Frances Kruk crumbs!
These pieces are a part of a cyclone of visual texts that address mess and waste. Drawing on clumps of found text, mutilated theoretical treatises on excess and abjection, and a hairy variety of residually-themed reflections on the creation of mess, the poems are the waste-matter of a cut/paste/type/squirt process based in the refusal of sanitized poetic and visual form. Typewriter torture, xerox abuse, and savagery of scissors over ink splashes remain as evidence of meditations on the terror of tidiness. Such tidiness represents the institutional forces of cleanliness that scrub, box, and bleach language and perception into homogeneous, easily-controlled and severely repressed orchestras of obedient vacuums.

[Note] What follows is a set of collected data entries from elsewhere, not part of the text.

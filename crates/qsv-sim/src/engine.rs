//! Gate engine: in-place application of 1- and 2-qubit unitaries.
//!
//! Every gate goes through [`Statevector::apply_gate`]. Permutation and sign
//! gates (X, Z, CX, CZ, SWAP) have dedicated kernels; everything else is a
//! dense contraction of the gate matrix with the amplitudes addressed by its
//! operands.

use num_complex::Complex64;

use qsv_ir::{Gate, GateKind, GateMatrix, IrError, QubitId, StandardGate};

use crate::error::SimResult;
use crate::statevector::Statevector;

impl Statevector {
    /// Apply `gate` to `qubits`, control first for controlled gates.
    pub fn apply_gate(&mut self, gate: &Gate, qubits: &[QubitId]) -> SimResult<()> {
        let expected = gate.num_qubits();
        if qubits.len() != expected as usize {
            return Err(IrError::QubitCountMismatch {
                gate_name: gate.name().to_string(),
                expected,
                got: qubits.len() as u32,
            }
            .into());
        }
        let targets: Vec<usize> = qubits
            .iter()
            .map(|&q| self.check_qubit(q))
            .collect::<SimResult<_>>()?;
        if targets.len() == 2 && targets[0] == targets[1] {
            return Err(IrError::DuplicateQubit {
                qubit: qubits[1],
                gate_name: Some(gate.name().to_string()),
            }
            .into());
        }

        match &gate.kind {
            GateKind::Standard(StandardGate::I) => {}
            GateKind::Standard(StandardGate::X) => self.apply_x(targets[0]),
            GateKind::Standard(StandardGate::Z) => self.apply_z(targets[0]),
            GateKind::Standard(StandardGate::CX) => self.apply_cx(targets[0], targets[1]),
            GateKind::Standard(StandardGate::CZ) => self.apply_cz(targets[0], targets[1]),
            GateKind::Standard(StandardGate::Swap) => self.apply_swap(targets[0], targets[1]),
            _ => match gate.matrix() {
                GateMatrix::Single(m) => self.apply_single_qubit_matrix(&m, targets[0]),
                GateMatrix::Two(m) => self.apply_two_qubit_matrix(&m, targets[0], targets[1]),
            },
        }

        self.debug_assert_normalized(gate.name());
        Ok(())
    }

    // =========================================================================
    // Dense kernels
    // =========================================================================

    fn apply_single_qubit_matrix(&mut self, m: &[[Complex64; 2]; 2], qubit: usize) {
        let mask = 1 << qubit;
        let amps = self.amplitudes_mut();
        for i in 0..amps.len() {
            if i & mask == 0 {
                let j = i | mask;
                let a = amps[i];
                let b = amps[j];
                amps[i] = m[0][0] * a + m[0][1] * b;
                amps[j] = m[1][0] * a + m[1][1] * b;
            }
        }
    }

    /// `first` supplies bit 0 of the matrix sub-index, `second` bit 1.
    fn apply_two_qubit_matrix(&mut self, m: &[[Complex64; 4]; 4], first: usize, second: usize) {
        let m0 = 1 << first;
        let m1 = 1 << second;
        let amps = self.amplitudes_mut();
        for i in 0..amps.len() {
            if i & (m0 | m1) == 0 {
                let idx = [i, i | m0, i | m1, i | m0 | m1];
                let v = idx.map(|k| amps[k]);
                for (r, &k) in idx.iter().enumerate() {
                    amps[k] = m[r][0] * v[0] + m[r][1] * v[1] + m[r][2] * v[2] + m[r][3] * v[3];
                }
            }
        }
    }

    // =========================================================================
    // Permutation and sign kernels
    // =========================================================================

    fn apply_x(&mut self, qubit: usize) {
        let mask = 1 << qubit;
        let amps = self.amplitudes_mut();
        for i in 0..amps.len() {
            if i & mask == 0 {
                amps.swap(i, i | mask);
            }
        }
    }

    fn apply_z(&mut self, qubit: usize) {
        let mask = 1 << qubit;
        for (i, amp) in self.amplitudes_mut().iter_mut().enumerate() {
            if i & mask != 0 {
                *amp = -*amp;
            }
        }
    }

    /// Swap the target pair wherever the control is 1.
    fn apply_cx(&mut self, control: usize, target: usize) {
        let ctrl_mask = 1 << control;
        let tgt_mask = 1 << target;
        let amps = self.amplitudes_mut();
        for i in 0..amps.len() {
            if (i & ctrl_mask != 0) && (i & tgt_mask == 0) {
                amps.swap(i, i | tgt_mask);
            }
        }
    }

    /// Negate wherever both qubits are 1.
    fn apply_cz(&mut self, control: usize, target: usize) {
        let mask = (1 << control) | (1 << target);
        for (i, amp) in self.amplitudes_mut().iter_mut().enumerate() {
            if i & mask == mask {
                *amp = -*amp;
            }
        }
    }

    fn apply_swap(&mut self, q1: usize, q2: usize) {
        let mask1 = 1 << q1;
        let mask2 = 1 << q2;
        let amps = self.amplitudes_mut();
        for i in 0..amps.len() {
            if (i & mask1 != 0) && (i & mask2 == 0) {
                let j = (i & !mask1) | mask2;
                amps.swap(i, j);
            }
        }
    }
}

These poems aim to splat and dribble into controlled space, linguistically, artistically, and culturally, thus embodying a sticky resistance to clean structure and embracing instead the brittle television, the rejected book, the abandoned idea.
Frances Kruk smacks machines in a general fashion in Canada and the UK, wailing into sonic devices and crunching paper through various mechanical and digital teeth and stamping tools. She is renowned for her sloppiness in visual, written, musical, academic, and performative arts, and is also a skilled masochist of mathematic formulas and chemical equations. She has performed and exhibited work on both sides of the pond, and seeks continued immersion in the old word salads rotting in the local landfill sites, always scavenging words, photos, and bits of string for suspicious and unsavoury purposes.